Global tobacco giant Philip Morris International (NYSE:PM) saw its stock decline 4.1% in the aftermath of the UK’s vote to leave the European Union. This was not only due to a general weakness in the overall market, but also as a result of concerns regarding the company’s sales and profitability in Europe, following the historic vote. Some of the factors that may have an impact on the company are highlighted below.
1. A Weakening Pound
The value of the pound has fallen considerably since the Brexit vote, and as of Monday morning, it was down 10% from where it traded on Thursday, before the election results were declared. Philip Morris does not consider the UK to be a key market in the European Union, which are considered to be France, Germany, Italy, Poland, and Spain. Since no data is provided for the shipment volume in the region, it can be assumed to be less than that for the key markets. In Q1 2016, the lowest volume in the key markets was of four billion units. Hence, in the worst case scenario, the UK contributed to ~8% of the EU volume, or about $149M in revenue, net of excise. This comes to about 2.5% of the net revenue for the company. As the falling pound will not make any impact on the shipment volume, the stronger dollar would result in lower revenue in dollar terms, on account of the translation effect, and would not be a significant figure.
2. Disruption In The EU
Philip Morris faces problems on account of a high exposure to the European Union. In the first quarter of 2016, the region contributed to almost a quarter of its shipment volume and a disproportionately higher share in the revenue and operating companies income. Any disruption in the region that may hamper or reduce the consumption of cigarettes would prove to be harmful to the company, as it has proven to be one of its most important segments.
3. Decline In The Euro
While the Euro didn’t fall as much as the pound, in comparison to the dollar, this currency impact could be a source of sharp decrease in the company’s revenues. This decline has also negated the gains made by the currency during 2016. A devaluation of the earnings from the region in 2016 could result in another year of sluggish growth for PM.

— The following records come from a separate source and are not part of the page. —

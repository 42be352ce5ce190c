//! # Value Units
//!
//! All value in the vault is a `u128` count of the smallest indivisible
//! unit (wei). There is no floating point anywhere in the ledger. The
//! decimal representation (`"1.0"`, `"0.25"`) exists only at the edges:
//! call scripts on the way in, receipts and queries on the way out.
//!
//! [`VALUE_DECIMALS`](crate::config::VALUE_DECIMALS) is 18, so one whole
//! unit is `10^18` wei and `u128` leaves room for ~3.4 * 10^20 whole units.

use thiserror::Error;

use crate::config::VALUE_DECIMALS;

/// Smallest-unit value.
pub type Wei = u128;

/// Number of wei in one whole unit.
pub const WEI_PER_UNIT: Wei = 10u128.pow(VALUE_DECIMALS);

// ---------------------------------------------------------------------------
// Errors
// ---------------------------------------------------------------------------

/// Errors that can occur while parsing a decimal amount.
#[derive(Debug, Error, PartialEq, Eq)]
pub enum AmountError {
    /// The input string is empty (or only a decimal point).
    #[error("empty amount")]
    Empty,

    /// The input contains something other than digits and one `.`.
    #[error("invalid amount '{0}': expected a non-negative decimal number")]
    InvalidFormat(String),

    /// More fractional digits than the unit supports.
    #[error("too many decimal places in '{input}': at most {max} allowed")]
    TooPrecise {
        /// The offending input.
        input: String,
        /// Maximum fractional digits.
        max: u32,
    },

    /// The value does not fit in a `u128`.
    #[error("amount '{0}' overflows")]
    Overflow(String),
}

/// Parse a decimal string into wei.
///
/// ```
/// use vault_protocol::amount::{parse_units, WEI_PER_UNIT};
///
/// assert_eq!(parse_units("1.0").unwrap(), WEI_PER_UNIT);
/// assert_eq!(parse_units("0.5").unwrap(), WEI_PER_UNIT / 2);
/// ```
pub fn parse_units(input: &str) -> Result<Wei, AmountError> {
    let trimmed = input.trim();
    let (whole, frac) = match trimmed.split_once('.') {
        Some((w, f)) => (w, f),
        None => (trimmed, ""),
    };

    if whole.is_empty() && frac.is_empty() {
        return Err(AmountError::Empty);
    }
    let all_digits = |s: &str| s.bytes().all(|b| b.is_ascii_digit());
    if !all_digits(whole) || !all_digits(frac) {
        return Err(AmountError::InvalidFormat(input.to_string()));
    }
    if frac.len() > VALUE_DECIMALS as usize {
        return Err(AmountError::TooPrecise {
            input: input.to_string(),
            max: VALUE_DECIMALS,
        });
    }

    let overflow = || AmountError::Overflow(input.to_string());

    let whole_value: Wei = if whole.is_empty() {
        0
    } else {
        whole.parse().map_err(|_| overflow())?
    };

    // Right-pad the fraction to exactly VALUE_DECIMALS digits.
    let frac_value: Wei = if frac.is_empty() {
        0
    } else {
        let padded = format!("{:0<width$}", frac, width = VALUE_DECIMALS as usize);
        padded.parse().map_err(|_| overflow())?
    };

    whole_value
        .checked_mul(WEI_PER_UNIT)
        .and_then(|w| w.checked_add(frac_value))
        .ok_or_else(overflow)
}

/// Format wei as a decimal string.
///
/// Trailing fractional zeros are trimmed, but at least one fractional
/// digit is kept so the output always reads as a decimal: `1.0`, `0.5`.
pub fn format_units(amount: Wei) -> String {
    let whole = amount / WEI_PER_UNIT;
    let frac = amount % WEI_PER_UNIT;
    let frac_str = format!("{:0>width$}", frac, width = VALUE_DECIMALS as usize);
    let trimmed = frac_str.trim_end_matches('0');
    if trimmed.is_empty() {
        format!("{whole}.0")
    } else {
        format!("{whole}.{trimmed}")
    }
}

// ---------------------------------------------------------------------------
// Tests
// ---------------------------------------------------------------------------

4. Tobacco Is Considered To Be A Resilient Business
The tobacco industry is considered as a safe haven during times of economic stress or crises. During a period of volatility, investors usually turn to resilient businesses, such as tobacco companies, due to their loyal customer base and a solid dividend income. With a delay in an interest rate hike by the Fed in the US, such high-yield stocks are expected to become favorites with investors.
5. Fall In The Treasury Rates
As a result of the high volatility in the stock market, investors have flocked to the safety of US treasury notes, instead of riskier assets such as stocks, pushing their interest rates lower. The yield on the 10-year Treasury note ended Tuesday at 1.46%, a sharp fall from 1.579%, the rate before the results of Thursday’s vote were declared. This decline in the interest rate can be good for the debt-laden Philip Morris. It can give them the opportunity to refinance their current debt obligations, in particular, the long term ones with higher rates, resulting in a greater level of cash flow and improvement in the company’s bottom line. As can be seen in the table below, Philip Morris’ long term debt mostly comprises of US dollar notes, some with interest rates as high as 6.375%.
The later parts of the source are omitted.